Dakshin Baguan is a census town in Tamluk CD Block in Purba Medinipur district  in the state of West Bengal, India.

Geography

Location
Dakshin Baguan is located at .

Urbanisation
94.08% of the population of Tamluk subdivision live in the rural areas. Only 5.92% of the population live in the urban areas, and that is the second lowest proportion of urban population amongst the four subdivisions in Purba Medinipur district, just above Egra subdivision.

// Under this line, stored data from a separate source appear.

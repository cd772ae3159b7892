use std::fmt;
use std::future::Future;
use std::sync::atomic::{AtomicUsize, Ordering};
use std::sync::{Arc, Mutex, MutexGuard};
use std::time::Duration;

use tokio::runtime::Handle;
use tokio::sync::broadcast;
use tracing::{debug, warn};

use crate::backup::{BackupRequest, BackupSession};
use crate::config::ConnectionOptions;
use crate::engine::{Engine, EngineHandle, VerboseEngine};
use crate::error::{ErrorCode, SqlSchedulerError};
use crate::events::{Event, EventSink};
use crate::queue::{LaneId, OperationKind, OperationQueue, Pending, Task};
use crate::results::{CustomDbRow, ResultSet, RowMap, RunResult};
use crate::sqlite::SqliteEngine;
use crate::statement::Statement;
use crate::types::{Limit, Params, SchedulingPolicy};

/// Lifecycle of a [`Connection`].
///
/// A connection only exists once its engine handle is open, so there is no opening state.
#[derive(Debug, Clone, Copy, PartialEq, Eq)]
pub enum ConnectionState {
    Open,
    /// `close()` is queued; new work is refused.
    Closing,
    Closed,
}

pub(crate) struct ConnectionInner {
    options: ConnectionOptions,
    engine: Arc<dyn EngineHandle>,
    queue: Arc<OperationQueue>,
    state: Mutex<ConnectionState>,
    events: EventSink,
    unfinished_backups: AtomicUsize,
}

impl ConnectionInner {
    fn lock_state(&self) -> MutexGuard<'_, ConnectionState> {
        self.state
            .lock()
            .unwrap_or_else(std::sync::PoisonError::into_inner)
    }

    fn state(&self) -> ConnectionState {
        *self.lock_state()
    }

    fn set_state(&self, state: ConnectionState) {
        *self.lock_state() = state;
    }

    pub(crate) fn allocate_lane(&self) -> LaneId {
        self.queue.allocate_lane()
    }

    pub(crate) fn backup_started(&self) {
        self.unfinished_backups.fetch_add(1, Ordering::AcqRel);
    }

    pub(crate) fn backup_released(&self) {
        self.unfinished_backups.fetch_sub(1, Ordering::AcqRel);
    }

    fn unfinished_backups(&self) -> usize {
        self.unfinished_backups.load(Ordering::Acquire)
    }

    /// Queue `work` unless the connection has stopped accepting operations.
    ///
    /// The lifecycle lock is held across the queue submission so nothing slips in behind a
    /// close. Lock order is always lifecycle, then queue.
    pub(crate) fn try_submit<T, F, Fut>(
        self: &Arc<Self>,
        kind: OperationKind,
        lane: Option<LaneId>,
        work: F,
    ) -> Result<Pending<T>, SqlSchedulerError>
    where
        T: Send + 'static,
        F: FnOnce(Arc<dyn EngineHandle>) -> Fut + Send + 'static,
        Fut: Future<Output = Result<T, SqlSchedulerError>> + Send + 'static,
    {
        let state = self.lock_state();
        match *state {
            ConnectionState::Open => Ok(self.enqueue(kind, lane, work)),
            ConnectionState::Closing => Err(SqlSchedulerError::misuse("Database is closing")),
            ConnectionState::Closed => Err(closed()),
        }
    }

    pub(crate) fn submit<T, F, Fut>(
        self: &Arc<Self>,
        kind: OperationKind,
        lane: Option<LaneId>,
        work: F,
    ) -> Pending<T>
    where
        T: Send + 'static,
        F: FnOnce(Arc<dyn EngineHandle>) -> Fut + Send + 'static,
        Fut: Future<Output = Result<T, SqlSchedulerError>> + Send + 'static,
    {
        self.try_submit(kind, lane, work)
            .unwrap_or_else(Pending::failed)
    }

    /// Queue without a lifecycle check. Callers hold the lifecycle lock.
    fn enqueue<T, F, Fut>(
        self: &Arc<Self>,
        kind: OperationKind,
        lane: Option<LaneId>,
        work: F,
    ) -> Pending<T>
    where
        T: Send + 'static,
        F: FnOnce(Arc<dyn EngineHandle>) -> Fut + Send + 'static,
        Fut: Future<Output = Result<T, SqlSchedulerError>> + Send + 'static,
    {
        let engine = Arc::clone(&self.engine);
        let conn = Arc::downgrade(self);
        let (task, pending) = Task::new(kind, self.events.clone(), move || async move {
            let outcome = work(engine).await;
            if let Err(err) = &outcome {
                if err.is_fatal() {
                    if let Some(conn) = conn.upgrade() {
                        conn.mark_lost(err);
                    }
                }
            }
            outcome
        });
        self.queue.submit(Box::new(task), lane, kind.is_exclusive());
        pending
    }

    /// The engine is gone; nothing more can run on this connection.
    fn mark_lost(&self, err: &SqlSchedulerError) {
        warn!(db_path = %self.options.db_path, error = %err, "connection lost");
        self.set_state(ConnectionState::Closed);
        self.queue.fail_pending(closed());
    }

    fn finish_close(&self) {
        self.set_state(ConnectionState::Closed);
        self.queue.fail_pending(closed());
        debug!(db_path = %self.options.db_path, "connection closed");
        self.events.emit(Event::Close);
    }
}

/// Asynchronous handle to one database connection.
///
/// Clones share the same engine handle and operation queue. Every operation is submitted
/// when the method is called; the returned [`Pending`] resolves with its outcome and may be
/// awaited later or dropped.
#[derive(Clone)]
pub struct Connection {
    inner: Arc<ConnectionInner>,
}

impl fmt::Debug for Connection {
    fn fmt(&self, f: &mut fmt::Formatter<'_>) -> fmt::Result {
        f.debug_struct("Connection")
            .field("db_path", &self.inner.options.db_path)
            .field("state", &self.state())
            .field("policy", &self.policy())
            .finish_non_exhaustive()
    }
}

impl Connection {
    /// Open a connection on the rusqlite engine.
    ///
    /// # Errors
    ///
    /// Returns `ConfigError` for invalid options or the engine error when the database cannot
    /// be opened.
    pub async fn open(options: ConnectionOptions) -> Result<Self, SqlSchedulerError> {
        Self::open_with(Arc::new(SqliteEngine), options).await
    }

    /// Open a connection on a caller-supplied engine.
    ///
    /// Must be called from within a tokio runtime; queued operations are spawned on it.
    ///
    /// # Errors
    ///
    /// Returns `ConfigError` for invalid options or the engine error when the database cannot
    /// be opened.
    pub async fn open_with(
        engine: Arc<dyn Engine>,
        options: ConnectionOptions,
    ) -> Result<Self, SqlSchedulerError> {
        options.validate()?;
        let engine: Arc<dyn Engine> = if options.verbose {
            Arc::new(VerboseEngine::new(engine))
        } else {
            engine
        };
        let events = EventSink::new(options.event_capacity);
        let handle = engine.open(&options, events.clone()).await?;
        let queue = OperationQueue::new(options.policy, Handle::current());
        debug!(db_path = %options.db_path, policy = ?options.policy, "connection opened");

        let conn = Self {
            inner: Arc::new(ConnectionInner {
                options,
                engine: handle,
                queue,
                state: Mutex::new(ConnectionState::Open),
                events,
                unfinished_backups: AtomicUsize::new(0),
            }),
        };
        conn.inner.events.emit(Event::Open);
        Ok(conn)
    }

    #[must_use]
    pub fn path(&self) -> &str {
        &self.inner.options.db_path
    }

    #[must_use]
    pub fn options(&self) -> &ConnectionOptions {
        &self.inner.options
    }

    #[must_use]
    pub fn state(&self) -> ConnectionState {
        self.inner.state()
    }

    #[must_use]
    pub fn is_open(&self) -> bool {
        self.state() == ConnectionState::Open
    }

    #[must_use]
    pub fn policy(&self) -> SchedulingPolicy {
        self.inner.queue.policy()
    }

    /// Switch scheduling policy for operations submitted from now on.
    pub fn set_policy(&self, policy: SchedulingPolicy) {
        self.inner.queue.set_policy(policy);
    }

    /// Run `body` with the sequential policy, restoring the previous policy afterwards.
    ///
    /// Operations submitted inside `body` keep sequential ordering even if they complete
    /// after the policy has been restored.
    pub fn serialize<T>(&self, body: impl FnOnce(&Connection) -> T) -> T {
        self.with_policy(SchedulingPolicy::Sequential, body)
    }

    /// Run `body` with the concurrent policy, restoring the previous policy afterwards.
    pub fn parallelize<T>(&self, body: impl FnOnce(&Connection) -> T) -> T {
        self.with_policy(SchedulingPolicy::Concurrent, body)
    }

    fn with_policy<T>(&self, policy: SchedulingPolicy, body: impl FnOnce(&Connection) -> T) -> T {
        struct Restore<'a> {
            conn: &'a Connection,
            previous: SchedulingPolicy,
        }

        impl Drop for Restore<'_> {
            fn drop(&mut self) {
                self.conn.set_policy(self.previous);
            }
        }

        let _restore = Restore {
            conn: self,
            previous: self.policy(),
        };
        self.set_policy(policy);
        body(self)
    }

    /// Operations currently running against the engine.
    #[must_use]
    pub fn in_flight(&self) -> usize {
        self.inner.queue.in_flight()
    }

    /// Operations submitted but not yet started.
    #[must_use]
    pub fn queued(&self) -> usize {
        self.inner.queue.queued()
    }

    pub fn subscribe(&self) -> broadcast::Receiver<Event> {
        self.inner.events.subscribe()
    }

    /// Run one or more `;`-separated statements without parameters.
    ///
    /// Always waits for everything submitted before it and blocks everything after it.
    pub fn exec(&self, sql: impl Into<String>) -> Pending<()> {
        let sql = sql.into();
        self.inner
            .submit(OperationKind::Exec, None, move |engine| async move {
                engine.exec(sql).await
            })
    }

    pub fn prepare(&self, sql: impl Into<String>) -> Pending<Statement> {
        let (_, prepared) = Statement::prepare(&self.inner, sql.into(), true);
        prepared
    }

    /// Prepare and bind in one call; resolves once both have run.
    pub fn prepare_with(&self, sql: impl Into<String>, params: impl Into<Params>) -> Pending<Statement> {
        let params = params.into();
        if params.is_empty() {
            return self.prepare(sql);
        }
        let (stmt, _) = Statement::prepare(&self.inner, sql.into(), false);
        stmt.bind(params)
    }

    /// Prepare, run once and finalize.
    pub fn run(&self, sql: impl Into<String>, params: impl Into<Params>) -> Pending<RunResult> {
        let params = params.into();
        self.ad_hoc(sql.into(), move |stmt| stmt.run(params))
    }

    pub fn get(
        &self,
        sql: impl Into<String>,
        params: impl Into<Params>,
    ) -> Pending<Option<CustomDbRow>> {
        let params = params.into();
        self.ad_hoc(sql.into(), move |stmt| stmt.get(params))
    }

    pub fn all(&self, sql: impl Into<String>, params: impl Into<Params>) -> Pending<ResultSet> {
        let params = params.into();
        self.ad_hoc(sql.into(), move |stmt| stmt.all(params))
    }

    pub fn each<F>(&self, sql: impl Into<String>, params: impl Into<Params>, on_row: F) -> Pending<usize>
    where
        F: FnMut(CustomDbRow) + Send + 'static,
    {
        let params = params.into();
        self.ad_hoc(sql.into(), move |stmt| stmt.each(params, on_row))
    }

    /// Prepare, key every row by its first column and finalize.
    pub fn map(&self, sql: impl Into<String>, params: impl Into<Params>) -> Pending<RowMap> {
        let params = params.into();
        self.ad_hoc(sql.into(), move |stmt| stmt.map(params))
    }

    fn ad_hoc<T>(&self, sql: String, op: impl FnOnce(&Statement) -> Pending<T>) -> Pending<T> {
        let (stmt, _) = Statement::prepare(&self.inner, sql, false);
        let pending = op(&stmt);
        // Queued on the statement's lane, so it runs after `op`.
        drop(stmt.finalize());
        pending
    }

    /// Change how long the engine retries on a locked database before reporting busy.
    pub fn configure_busy_timeout(&self, timeout: Duration) -> Pending<()> {
        self.inner
            .submit(OperationKind::Configure, None, move |engine| async move {
                engine.set_busy_timeout(timeout).await
            })
    }

    /// Set one of the engine's run-time limits; resolves to the previous value.
    pub fn configure_limit(&self, limit: Limit, value: i32) -> Pending<i32> {
        self.inner
            .submit(OperationKind::Configure, None, move |engine| async move {
                engine.set_limit(limit, value).await
            })
    }

    /// Resolves once every operation submitted before it has completed.
    pub fn wait(&self) -> Pending<()> {
        self.inner
            .submit(OperationKind::Wait, None, |_| async { Ok(()) })
    }

    /// Ask the engine to abort its current call. That call fails with
    /// [`SqlSchedulerError::Interrupted`]; queued operations still run.
    ///
    /// # Errors
    ///
    /// Returns a misuse error unless the connection is open.
    pub fn interrupt(&self) -> Result<(), SqlSchedulerError> {
        match self.state() {
            ConnectionState::Open => {
                debug!(db_path = %self.path(), "interrupt requested");
                self.inner.engine.interrupt();
                Ok(())
            }
            ConnectionState::Closing => Err(SqlSchedulerError::misuse("Database is closing")),
            ConnectionState::Closed => Err(SqlSchedulerError::misuse("Database is not open")),
        }
    }

    /// Close after everything already queued has finished.
    ///
    /// New submissions fail while the close is pending. If statements are still prepared or
    /// a backup is unfinished the engine refuses with `SQLITE_BUSY` and the connection stays
    /// open.
    pub fn close(&self) -> Pending<()> {
        let mut state = self.inner.lock_state();
        match *state {
            ConnectionState::Open => {}
            ConnectionState::Closing => {
                return Pending::failed(SqlSchedulerError::misuse("Database is closing"));
            }
            ConnectionState::Closed => return Pending::failed(closed()),
        }
        *state = ConnectionState::Closing;
        debug!(db_path = %self.path(), "connection closing");

        let conn = Arc::downgrade(&self.inner);
        self.inner
            .enqueue(OperationKind::Close, None, move |engine| async move {
                let Some(conn) = conn.upgrade() else {
                    return engine.close().await;
                };
                if conn.unfinished_backups() > 0 {
                    conn.set_state(ConnectionState::Open);
                    return Err(close_refused());
                }
                match engine.close().await {
                    Ok(()) => {
                        conn.finish_close();
                        Ok(())
                    }
                    Err(err) => {
                        if !err.is_fatal() {
                            debug!(error = %err, "close refused; connection stays open");
                            conn.set_state(ConnectionState::Open);
                        }
                        Err(err)
                    }
                }
            })
    }

    /// Start an incremental backup of this database into the file at `path`.
    pub fn backup(&self, path: impl Into<String>) -> BackupSession {
        self.backup_with(BackupRequest::to_file(path))
    }

    pub fn backup_with(&self, request: BackupRequest) -> BackupSession {
        BackupSession::start(&self.inner, request)
    }
}

fn closed() -> SqlSchedulerError {
    SqlSchedulerError::misuse("Database is closed")
}

fn close_refused() -> SqlSchedulerError {
    SqlSchedulerError::engine(
        ErrorCode::Busy,
        "unable to close due to unfinalized statements or unfinished backups",
    )
}
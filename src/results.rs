use std::collections::{BTreeMap, HashMap};
use std::sync::Arc;

use crate::types::RowValues;

/// A row produced by stepping a statement.
///
/// Column names and the name lookup table are shared by every row of one execution.
#[derive(Debug, Clone)]
pub struct CustomDbRow {
    /// The column names for this row (shared across all rows in a result set)
    pub column_names: Arc<Vec<String>>,
    /// The values for this row
    pub rows: Vec<RowValues>,
    #[doc(hidden)]
    pub(crate) column_index_cache: Arc<HashMap<String, usize>>,
}

impl CustomDbRow {
    /// Create a new database row, building its own column lookup table.
    #[must_use]
    pub fn new(column_names: Arc<Vec<String>>, rows: Vec<RowValues>) -> Self {
        let cache = Arc::new(index_columns(&column_names));
        Self {
            column_names,
            rows,
            column_index_cache: cache,
        }
    }

    pub(crate) fn with_shared(columns: &RowColumns, rows: Vec<RowValues>) -> Self {
        Self {
            column_names: Arc::clone(&columns.names),
            rows,
            column_index_cache: Arc::clone(&columns.index),
        }
    }

    /// Get the index of a column by name
    #[must_use]
    pub fn get_column_index(&self, column_name: &str) -> Option<usize> {
        if let Some(&idx) = self.column_index_cache.get(column_name) {
            return Some(idx);
        }
        self.column_names.iter().position(|col| col == column_name)
    }

    /// Get a value from the row by column name
    #[must_use]
    pub fn get(&self, column_name: &str) -> Option<&RowValues> {
        self.get_column_index(column_name)
            .and_then(|idx| self.rows.get(idx))
    }

    /// Get a value from the row by column index
    #[must_use]
    pub fn get_by_index(&self, index: usize) -> Option<&RowValues> {
        self.rows.get(index)
    }
}

/// Column metadata shared by all rows of one execution.
#[derive(Debug, Clone)]
pub(crate) struct RowColumns {
    names: Arc<Vec<String>>,
    index: Arc<HashMap<String, usize>>,
}

impl RowColumns {
    pub(crate) fn new(names: Vec<String>) -> Self {
        let index = Arc::new(index_columns(&names));
        Self {
            names: Arc::new(names),
            index,
        }
    }

    pub(crate) fn len(&self) -> usize {
        self.names.len()
    }

    pub(crate) fn names(&self) -> &Arc<Vec<String>> {
        &self.names
    }
}

fn index_columns(names: &[String]) -> HashMap<String, usize> {
    // First occurrence wins for duplicated column names.
    let mut map = HashMap::with_capacity(names.len());
    for (i, name) in names.iter().enumerate() {
        map.entry(name.clone()).or_insert(i);
    }
    map
}

/// Rows collected by `all`.
#[derive(Debug, Clone, Default)]
pub struct ResultSet {
    /// The rows returned by the query
    pub results: Vec<CustomDbRow>,
    /// Column names shared by all rows
    column_names: Option<Arc<Vec<String>>>,
}

impl ResultSet {
    #[must_use]
    pub fn with_capacity(capacity: usize) -> ResultSet {
        ResultSet {
            results: Vec::with_capacity(capacity),
            column_names: None,
        }
    }

    pub fn set_column_names(&mut self, column_names: Arc<Vec<String>>) {
        self.column_names = Some(column_names);
    }

    #[must_use]
    pub fn get_column_names(&self) -> Option<&Arc<Vec<String>>> {
        self.column_names.as_ref()
    }

    pub fn add_row(&mut self, row: CustomDbRow) {
        if self.column_names.is_none() {
            self.column_names = Some(Arc::clone(&row.column_names));
        }
        self.results.push(row);
    }

    #[must_use]
    pub fn len(&self) -> usize {
        self.results.len()
    }

    #[must_use]
    pub fn is_empty(&self) -> bool {
        self.results.is_empty()
    }
}

impl IntoIterator for ResultSet {
    type Item = CustomDbRow;
    type IntoIter = std::vec::IntoIter<CustomDbRow>;

    fn into_iter(self) -> Self::IntoIter {
        self.results.into_iter()
    }
}

/// Value side of a [`RowMap`] entry.
#[derive(Debug, Clone)]
pub enum MappedRow {
    /// The second column of a two-column result; `Null` when there is only one column.
    Value(RowValues),
    /// The whole row, for results wider than two columns.
    Row(CustomDbRow),
}

/// Rows keyed by the text of their first column. A later row replaces an earlier one with
/// the same key.
pub type RowMap = BTreeMap<String, MappedRow>;

impl ResultSet {
    /// Key every row by its first column.
    #[must_use]
    pub fn into_map(self) -> RowMap {
        let width = self.column_names.as_ref().map_or(0, |names| names.len());
        let mut map = RowMap::new();
        for row in self.results {
            let Some(key) = row.get_by_index(0).map(map_key) else {
                continue;
            };
            let value = match width {
                0 | 1 => MappedRow::Value(RowValues::Null),
                2 => MappedRow::Value(row.get_by_index(1).cloned().unwrap_or(RowValues::Null)),
                _ => MappedRow::Row(row),
            };
            map.insert(key, value);
        }
        map
    }
}

fn map_key(value: &RowValues) -> String {
    match value {
        RowValues::Int(i) => i.to_string(),
        RowValues::Float(f) => f.to_string(),
        RowValues::Text(s) => s.clone(),
        RowValues::Bool(b) => b.to_string(),
        RowValues::Timestamp(ts) => ts.format("%F %T%.f").to_string(),
        RowValues::Null => "null".to_owned(),
        RowValues::JSON(json) => json.to_string(),
        RowValues::Blob(bytes) => String::from_utf8_lossy(bytes).into_owned(),
    }
}

/// Outcome of `run`: the last inserted rowid and the number of rows changed.
#[derive(Debug, Clone, Copy, Default, PartialEq, Eq)]
pub struct RunResult {
    pub last_id: i64,
    pub changes: u64,
}

#[cfg(test)]
mod tests {
    use super::*;

    #[test]
    fn shared_columns_resolve_by_name() {
        let columns = RowColumns::new(vec!["id".into(), "txt".into(), "id".into()]);
        let row = CustomDbRow::with_shared(
            &columns,
            vec![RowValues::Int(1), RowValues::Text("a".into()), RowValues::Int(9)],
        );
        assert_eq!(row.get("id"), Some(&RowValues::Int(1)));
        assert_eq!(row.get("txt").and_then(RowValues::as_text), Some("a"));
        assert_eq!(row.get_by_index(2), Some(&RowValues::Int(9)));
        assert!(row.get("missing").is_none());
    }

    fn result_set(columns: &[&str], rows: Vec<Vec<RowValues>>) -> ResultSet {
        let columns = RowColumns::new(columns.iter().map(|c| (*c).to_owned()).collect());
        let mut set = ResultSet::with_capacity(rows.len());
        set.set_column_names(Arc::clone(columns.names()));
        for values in rows {
            set.add_row(CustomDbRow::with_shared(&columns, values));
        }
        set
    }

    #[test]
    fn two_columns_map_key_to_value() {
        let map = result_set(
            &["id", "txt"],
            vec![
                vec![RowValues::Int(1), RowValues::Text("a".into())],
                vec![RowValues::Int(2), RowValues::Text("b".into())],
                vec![RowValues::Int(1), RowValues::Text("c".into())],
            ],
        )
        .into_map();
        assert_eq!(map.len(), 2);
        assert!(matches!(map.get("1"), Some(MappedRow::Value(RowValues::Text(t))) if t == "c"));
        assert!(matches!(map.get("2"), Some(MappedRow::Value(RowValues::Text(t))) if t == "b"));
    }

    #[test]
    fn wide_and_narrow_rows() {
        let wide = result_set(
            &["name", "a", "b"],
            vec![vec![RowValues::Text("x".into()), RowValues::Int(1), RowValues::Int(2)]],
        )
        .into_map();
        match wide.get("x") {
            Some(MappedRow::Row(row)) => assert_eq!(row.get("b"), Some(&RowValues::Int(2))),
            other => panic!("expected whole row, got {other:?}"),
        }

        let narrow = result_set(&["name"], vec![vec![RowValues::Text("y".into())]]).into_map();
        assert!(matches!(narrow.get("y"), Some(MappedRow::Value(RowValues::Null))));
    }
}
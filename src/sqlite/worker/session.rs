//! Backups that copy the worker's own connection into a file.
//!
//! A `rusqlite::backup::Backup` borrows the connection, so it cannot be stored next to it.
//! Instead the worker keeps serving commands from inside the stack frame that owns the
//! backup, and returns from that frame once the session is released. Nested sessions form a
//! chain of frames, innermost first.

use std::cell::RefCell;
use std::sync::mpsc::Sender;

use async_trait::async_trait;
use rusqlite::backup::Backup;
use tokio::sync::oneshot;

use crate::engine::{BackupHandle, BackupProgress};
use crate::error::SqlSchedulerError;
use crate::sqlite::backup::step_backup;

use super::channel::Command;
use super::manager::connection_error;

/// Sessions open on the worker's stack.
pub(super) trait OpenSessions {
    /// `None` when no open session has this number.
    fn step(&self, session: u64, pages: i32) -> Option<Result<BackupProgress, SqlSchedulerError>>;

    /// Drop the session's backup. Returns `false` when it was not found.
    fn release(&self, session: u64) -> bool;

    fn is_live(&self, session: u64) -> bool;
}

pub(super) struct Frame<'a, 'conn, 'file> {
    pub(super) session: u64,
    pub(super) backup: RefCell<Option<Backup<'conn, 'file>>>,
    pub(super) outer: Option<&'a dyn OpenSessions>,
}

impl OpenSessions for Frame<'_, '_, '_> {
    fn step(&self, session: u64, pages: i32) -> Option<Result<BackupProgress, SqlSchedulerError>> {
        if session != self.session {
            return self.outer.and_then(|outer| outer.step(session, pages));
        }
        let backup = self.backup.borrow();
        Some(match backup.as_ref() {
            Some(backup) => step_backup(backup, pages),
            None => Err(already_finished()),
        })
    }

    fn release(&self, session: u64) -> bool {
        if session != self.session {
            return self.outer.is_some_and(|outer| outer.release(session));
        }
        // Dropping the Backup finishes it.
        let released = self.backup.borrow_mut().take();
        released.is_some()
    }

    fn is_live(&self, session: u64) -> bool {
        if session == self.session {
            self.backup.borrow().is_some()
        } else {
            self.outer.is_some_and(|outer| outer.is_live(session))
        }
    }
}

pub(super) fn already_finished() -> SqlSchedulerError {
    SqlSchedulerError::misuse("Backup is already finished")
}

/// Front-end handle for a session served by the worker.
pub(super) struct WorkerBackup {
    sender: Sender<Command>,
    session: u64,
}

impl WorkerBackup {
    pub(super) fn new(sender: Sender<Command>, session: u64) -> Self {
        Self { sender, session }
    }
}

#[async_trait]
impl BackupHandle for WorkerBackup {
    async fn step(&self, pages: i32) -> Result<BackupProgress, SqlSchedulerError> {
        let (respond_to, rx) = oneshot::channel();
        self.sender
            .send(Command::BackupStep {
                session: self.session,
                pages,
                respond_to,
            })
            .map_err(|_| already_finished())?;
        rx.await
            .map_err(|_| connection_error("SQLite worker dropped while stepping a backup"))?
    }

    async fn finish(&self) -> Result<(), SqlSchedulerError> {
        let (respond_to, rx) = oneshot::channel();
        if self
            .sender
            .send(Command::BackupFinish {
                session: self.session,
                respond_to: Some(respond_to),
            })
            .is_err()
        {
            return Ok(());
        }
        rx.await.unwrap_or(Ok(()))
    }
}

impl Drop for WorkerBackup {
    fn drop(&mut self) {
        let _ = self.sender.send(Command::BackupFinish {
            session: self.session,
            respond_to: None,
        });
    }
}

Note: The map alongside presents some of the notable locations in the subdivision. All places marked in the map are linked in the larger full screen map.

Demographics
As per 2011 Census of India Dakshin Baguan had a total population of 5,180 of which 2,705 (52%) were males and 2,475 (48%) were females. Population below 6 years was 696. The total number of literates in Dakshin Baguan was 4,074 (90.86% of the population over 6 years).

Infrastructure
As per the District Census Handbook 2011, Dakshin Baguan covered an area of 0.64 km2. It had bus routes in the town. Amongst the civic amenities it had 50 road light points and 900 domestic electric connections. Amongst the medical facilities it had 4 nursing homes with 40 beds and 15 medicine shops in the town. Amongst the educational facilities it had were 4 primary schools, 1 middle school, 1 secondary school and 1 senior secondary school in the town. The nearest degree college was at Tamluk 12 km away. Amongst the recreational and cultural facilities a cinema theatre was there at Radhamani 5 km away and an auditorium/ community hall was there in the town.

Transport
Dakshin Baguan is on State Highway 4.

Education
Chanserpur High School, PO Chanserpur, is a Bengali-medium boys only higher secondary school, established in 1914. It has arrangements for teaching from class VI to XII. It has a library and a play ground.

Ananatapur Bani Niketan Girls High School is a girls only higher secondary school affiliated to the West Bengal Council of Higher Secondary Education.

Healthcare
Anantapur Rural Hospital at Anantapur, PO Chanserpur (with 30 beds) is the main medical facility in Tamluk CD block.